Task statement » When you reach the records, transcribe each one exactly.

Data shown »
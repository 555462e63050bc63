use crate::store::memory::InMemoryDatabase;
use crate::store::StoreDatabase;
use dashmap::DashMap;
use std::sync::Arc;

/// A process-local document store.
///
/// `InMemoryStore` plays the role of a client connection: it hands out
/// databases by name, creating them on first use. Handles are cheap to
/// clone and share the same data.
///
/// All data is lost when the last handle is dropped.
///
/// ```text
/// let store = InMemoryStore::new();
/// let database = store.database("app");
/// let users = database.collection("users")?;
/// ```
#[derive(Clone, Default)]
pub struct InMemoryStore {
    inner: Arc<InMemoryStoreInner>,
}

impl InMemoryStore {
    pub fn new() -> InMemoryStore {
        InMemoryStore {
            inner: Arc::new(InMemoryStoreInner::default()),
        }
    }

    /// Returns the named database.
    pub fn database(&self, name: &str) -> StoreDatabase {
        StoreDatabase::new(self.inner.database(name))
    }

    /// Names of the databases opened so far.
    pub fn database_names(&self) -> Vec<String> {
        let mut names = self
            .inner
            .databases
            .iter()
            .map(|entry| entry.key().clone())
            .collect::<Vec<_>>();
        names.sort();
        names
    }
}

#[derive(Default)]
struct InMemoryStoreInner {
    databases: DashMap<String, InMemoryDatabase>,
}

impl InMemoryStoreInner {
    fn database(&self, name: &str) -> InMemoryDatabase {
        self.databases
            .entry(name.to_string())
            .or_insert_with(|| InMemoryDatabase::new(name))
            .clone()
    }
}
use docfacade::collection::{Collection, Entity};
use docfacade::doc;
use docfacade::store::ReadTimeout;
use docfacade::FacadeBuilder;
use docfacade_int_test::test_util::{cleanup, create_test_context_with, run_test};
use std::thread;

#[test]
fn test_concurrent_writers() {
    run_test(
        || create_test_context_with(FacadeBuilder::new()),
        |ctx| {
            let coll = ctx.db().collection("events")?;
            coll.ensure_index("seq", Collection::UNIQUE)?;

            let handles: Vec<_> = (0..8)
                .map(|worker| {
                    let coll = coll.clone();
                    thread::spawn(move || {
                        for i in 0..50 {
                            let seq = worker * 1000 + i;
                            let saved = coll.save(&Entity::from_raw(doc! { seq: seq })).unwrap();
                            assert!(saved.is_some());
                        }
                    })
                })
                .collect();
            for handle in handles {
                handle.join().unwrap();
            }

            assert_eq!(coll.count()?, 400);
            Ok(())
        },
        |ctx| cleanup(ctx),
    )
}

#[test]
fn test_concurrent_aggregations_restore_timeout() {
    run_test(
        || create_test_context_with(FacadeBuilder::new().read_timeout(ReadTimeout::Millis(5000))),
        |ctx| {
            let coll = ctx.db().collection("events")?;
            coll.batch_insert((0..20).map(|i| doc! { n: i }).collect())?;

            let handles: Vec<_> = (0..8)
                .map(|_| {
                    let coll = coll.clone();
                    thread::spawn(move || {
                        for _ in 0..25 {
                            let result = coll.aggregate(&[doc! { "$match": { n: { "$gte": 10 } } }]).unwrap();
                            assert_eq!(result.len(), 10);
                        }
                    })
                })
                .collect();
            for handle in handles {
                handle.join().unwrap();
            }

            assert_eq!(coll.timeout(), ReadTimeout::Millis(5000));
            Ok(())
        },
        |ctx| cleanup(ctx),
    )
}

Solution for this task »
repository 555462e63050bc63
use crate::store::memory::InMemoryDatabase;
use crate::store::StoreDatabase;
use dashmap::DashMap;
use std::sync::Arc;

/// A process-local document store.
///
/// `InMemoryStore` plays the role of a client connection: it hands out
/// databases by name, creating them on first use. Handles are cheap to
/// clone and share the same data.
///
/// All data is lost when the last handle is dropped.
///
/// ```text
/// let store = InMemoryStore::new();
/// let database = store.database("app");
/// let users = database.collection("users")?;
/// ```
#[derive(Clone, Default)]
pub struct InMemoryStore {
    inner: Arc<InMemoryStoreInner>,
}

impl InMemoryStore {
    pub fn new() -> InMemoryStore {
        InMemoryStore {
            inner: Arc::new(InMemoryStoreInner::default()),
        }
    }

    /// Returns the named database.
    pub fn database(&self, name: &str) -> StoreDatabase {
        StoreDatabase::new(self.inner.database(name))
    }

    /// Names of the databases opened so far.
    pub fn database_names(&self) -> Vec<String> {
        let mut names = self
            .inner
            .databases
            .iter()
            .map(|entry| entry.key().clone())
            .collect::<Vec<_>>();
        names.sort();
        names
    }
}

#[derive(Default)]
struct InMemoryStoreInner {
    databases: DashMap<String, InMemoryDatabase>,
}

impl InMemoryStoreInner {
    fn database(&self, name: &str) -> InMemoryDatabase {
        self.databases
            .entry(name.to_string())
            .or_insert_with(|| InMemoryDatabase::new(name))
            .clone()
    }
}
use docfacade::collection::{Collection, Entity};
use docfacade::doc;
use docfacade::store::ReadTimeout;
use docfacade::FacadeBuilder;
use docfacade_int_test::test_util::{cleanup, create_test_context_with, run_test};
use std::thread;

#[test]
fn test_concurrent_writers() {
    run_test(
        || create_test_context_with(FacadeBuilder::new()),
        |ctx| {
            let coll = ctx.db().collection("events")?;
            coll.ensure_index("seq", Collection::UNIQUE)?;

            let handles: Vec<_> = (0..8)
                .map(|worker| {
                    let coll = coll.clone();
                    thread::spawn(move || {
                        for i in 0..50 {
                            let seq = worker * 1000 + i;
                            let saved = coll.save(&Entity::from_raw(doc! { seq: seq })).unwrap();
                            assert!(saved.is_some());
                        }
                    })
                })
                .collect();
            for handle in handles {
                handle.join().unwrap();
            }

            assert_eq!(coll.count()?, 400);
            Ok(())
        },
        |ctx| cleanup(ctx),
    )
}

#[test]
fn test_concurrent_aggregations_restore_timeout() {
    run_test(
        || create_test_context_with(FacadeBuilder::new().read_timeout(ReadTimeout::Millis(5000))),
        |ctx| {
            let coll = ctx.db().collection("events")?;
            coll.batch_insert((0..20).map(|i| doc! { n: i }).collect())?;

            let handles: Vec<_> = (0..8)
                .map(|_| {
                    let coll = coll.clone();
                    thread::spawn(move || {
                        for _ in 0..25 {
                            let result = coll.aggregate(&[doc! { "$match": { n: { "$gte": 10 } } }]).unwrap();
                            assert_eq!(result.len(), 10);
                        }
                    })
                })
                .collect();
            for handle in handles {
                handle.join().unwrap();
            }

            assert_eq!(coll.timeout(), ReadTimeout::Millis(5000));
            Ok(())
        },
        |ctx| cleanup(ctx),
    )
}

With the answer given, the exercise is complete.